Mathematical Book Forms for Teachers
Year: 2006 Authors: Susan Happersett
Core claim
Basic mathematical structures can be turned into classroom book forms that teach geometry through hands-on folding, assembling, and decorating.
Topics
artists’ book forms, paper folding, geometry education, visual mathematics
Domains
geometry, symmetry, angles, surface area, artists’ books, paper craft, popup design, classroom art
Methods
folding, cutting, gluing, classroom assembly
Media
photocopy paper, square paper, scissors, glue stick, protractor
Paper text
The text below is the locally extracted OCR/Markdown version of the paper. Raw PDF files remain local and are not published here.
Susan Happersett
249 4th street
Jersey City, NJ 07302, USA
E-mail: fibonaccisusan@yahoo.com
The sequential properties of basic mathematics facilitate the creation of math art book forms. This workshop presents three artists book forms with mathematical significance for school teachers. Scissors, glue stick, protractor, straight edge and pre-cut paper are the only required equipment to make all three forms.
Book Form 1: Single Sheet Instant Books
Book Form 2: Star Books
Book Form 3: Trihexaflexagons
These basic forms use elementary geometric knowledge, while letting Student explore creative ways to use mathematical information in adding the content to the pages or faces of these forms.
Book Form 1: Single Sheet Instant Books
Figure 1
Figure 2
The basis for this book is a single sheet of photocopying paper (8.5” x 11”). The great thing about these books is that you only need to have images on one side of the
paper to create a book with 2-sided pages. Start by folding the paper in half, then each half in half again, like you were making a fan. Then unfold and fold in half the other way, lengthwise. See figure 1. Unfold again and make a slit in the last fold between the two X’s in figure 1. To assemble the book, fold lengthwise again, open up the slit and pinch closed, perpendicular to the original slit. See figure 2. Now, fold all the pages together, and you will end up with an 8-page book. This form works well for books about counting, fractions and other basic concepts. Since it is one-sided, it is perfect for making large editions using photocopied images.
Book form 2: Star Books
Each book requires at least 4 sheets of square paper. Take one sheet and fold it in half. Unfold, and then fold in half in the other direction. Make sure both folds are going the same way (both “hills”). See figure 3. Unfold again. Now fold diagonally, creating a valley fold. Unfold your square. It should now
look like figure 4.
Figure 3
Figure 4
Pinch in at the diagonal valley fold and flatten to form a small square. This is the basic component of the book. Repeat this process for all other sheets of paper. When all of the square components are complete, they are glued together, folded point to folded point, one on top of the other to make a stack. When the glue is dry, the outside corners can be opened to reveal a star. This type of pop-up book has great visual impact, because there are multiple elements each student can make one square that can be assembled into a group book as a class project. With a slight variation in gluing and more sheets of paper, this form can also be made into a snake book that can be displayed open along a wall.

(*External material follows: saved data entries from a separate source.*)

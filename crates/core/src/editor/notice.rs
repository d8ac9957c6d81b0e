//! User-facing notifications.

use parking_lot::Mutex;

/// Severity of a notice.
#[derive(Debug, Clone, Copy, PartialEq, Eq)]
pub enum NoticeLevel {
    /// The upload finished.
    Success,
    /// The upload failed; the placeholder has been removed.
    Error,
}

/// A single-line transient message for the user.
#[derive(Debug, Clone, PartialEq, Eq)]
pub struct Notice {
    /// Severity.
    pub level: NoticeLevel,
    /// Message text.
    pub message: String,
}

impl Notice {
    /// A success notice.
    #[must_use]
    pub fn success(message: impl Into<String>) -> Self {
        Self {
            level: NoticeLevel::Success,
            message: message.into(),
        }
    }

    /// An error notice.
    #[must_use]
    pub fn error(message: impl Into<String>) -> Self {
        Self {
            level: NoticeLevel::Error,
            message: message.into(),
        }
    }
}

/// Shows notices to the user.
pub trait Notifier: Send + Sync {
    /// Display `notice`.
    fn notify(&self, notice: Notice);
}

/// Notifier that keeps every notice in memory, for hosts that render them
/// later and for tests.
#[derive(Debug, Default)]
pub struct MemoryNotifier {
    notices: Mutex<Vec<Notice>>,
}

impl MemoryNotifier {
    /// An empty notifier.
    #[must_use]
    pub fn new() -> Self {
        Self::default()
    }

    /// Notices received so far, oldest first.
    #[must_use]
    pub fn notices(&self) -> Vec<Notice> {
        self.notices.lock().clone()
    }
}

impl Notifier for MemoryNotifier {
    fn notify(&self, notice: Notice) {
        self.notices.lock().push(notice);
    }
}
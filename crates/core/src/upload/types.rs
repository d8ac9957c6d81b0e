//! Upload types and data structures.

use tokio::task::{JoinError, JoinHandle};

use super::error::UploadError;
use crate::fingerprint::ContentKey;
use crate::intake::IntakeError;
use crate::media::MediaKind;
use crate::placeholder::Placeholder;

/// Where an upload landed.
#[derive(Debug, Clone, PartialEq, Eq)]
pub enum Destination {
    /// The object store; the location is a public URL.
    Remote,
    /// The vault; the location is vault-relative.
    Local {
        /// Absolute vault root, for `file://` links.
        base_path: String,
    },
}

impl Destination {
    /// Whether this is the local vault.
    #[must_use]
    pub fn is_local(&self) -> bool {
        matches!(self, Self::Local { .. })
    }
}

/// A successfully stored file.
#[derive(Debug, Clone, PartialEq, Eq)]
pub struct UploadedMedia {
    /// Media kind of the file.
    pub kind: MediaKind,
    /// Public URL (remote) or vault-relative path (local).
    pub location: String,
    /// Sink that stored the file.
    pub destination: Destination,
}

/// Result of searching for the placeholder.
#[derive(Debug, Clone, Copy, PartialEq, Eq)]
pub enum Reconciled {
    /// The first occurrence on `line` was replaced.
    Replaced {
        /// Zero-based line of the replaced marker.
        line: usize,
    },
    /// The marker was no longer in the note; nothing changed.
    PlaceholderMissing,
}

/// Final state of one upload.
#[derive(Debug)]
pub struct UploadReport {
    /// Content key of the uploaded file.
    pub key: ContentKey,
    /// Reconciliation result, or the error shown to the user.
    pub result: Result<Reconciled, UploadError>,
}

/// Upload running in the background after its placeholder was inserted.
#[derive(Debug)]
pub struct PendingUpload {
    /// Content key of the file.
    pub key: ContentKey,
    /// Placeholder inserted into the note.
    pub placeholder: Placeholder,
    task: JoinHandle<UploadReport>,
}

impl PendingUpload {
    pub(crate) fn new(key: ContentKey, placeholder: Placeholder, task: JoinHandle<UploadReport>) -> Self {
        Self {
            key,
            placeholder,
            task,
        }
    }

    /// Wait for the upload and reconciliation to finish.
    ///
    /// Dropping a `PendingUpload` does not cancel the upload.
    ///
    /// # Errors
    ///
    /// Returns an error if the upload task panicked.
    pub async fn finished(self) -> Result<UploadReport, JoinError> {
        self.task.await
    }
}

/// Outcome of offering an event to the uploader.
#[derive(Debug)]
pub enum Claim {
    /// Not ours; the host should apply its default handling.
    Declined(IntakeError),
    /// Claimed; the placeholder is in the note and the upload is running.
    Claimed(PendingUpload),
}

impl Claim {
    /// Whether the event was claimed.
    #[must_use]
    pub fn is_claimed(&self) -> bool {
        matches!(self, Self::Claimed(_))
    }
}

Book Form 3: Trihexaflexagons
Martin Gardner defined Flexagons in Scientific American in 1956: ‘Flexagons are paper polygons, folded from straight or crooked strips of paper, which have the fascinating property of changing their faces when they are “flexed”.’ [1] Garner attributes the discovery of Flexagons to Arthur Stone, an English graduate student at Princeton in 1939. Trihexaflexagons are shaped like hexagons and have three distinct faces. The construction of Trihexaflexagons requires more accurate folding and can be frustrating for someone too young. I start with a strip of paper in a 1 to 7 ratio, and then draw a line with 30 degree angle from the corner. See figure 5. Cut off the little right triangle. Now you are ready to fold: bring the corner point up to the top edge and create the first fold to make an equilateral triangle. See figure 6.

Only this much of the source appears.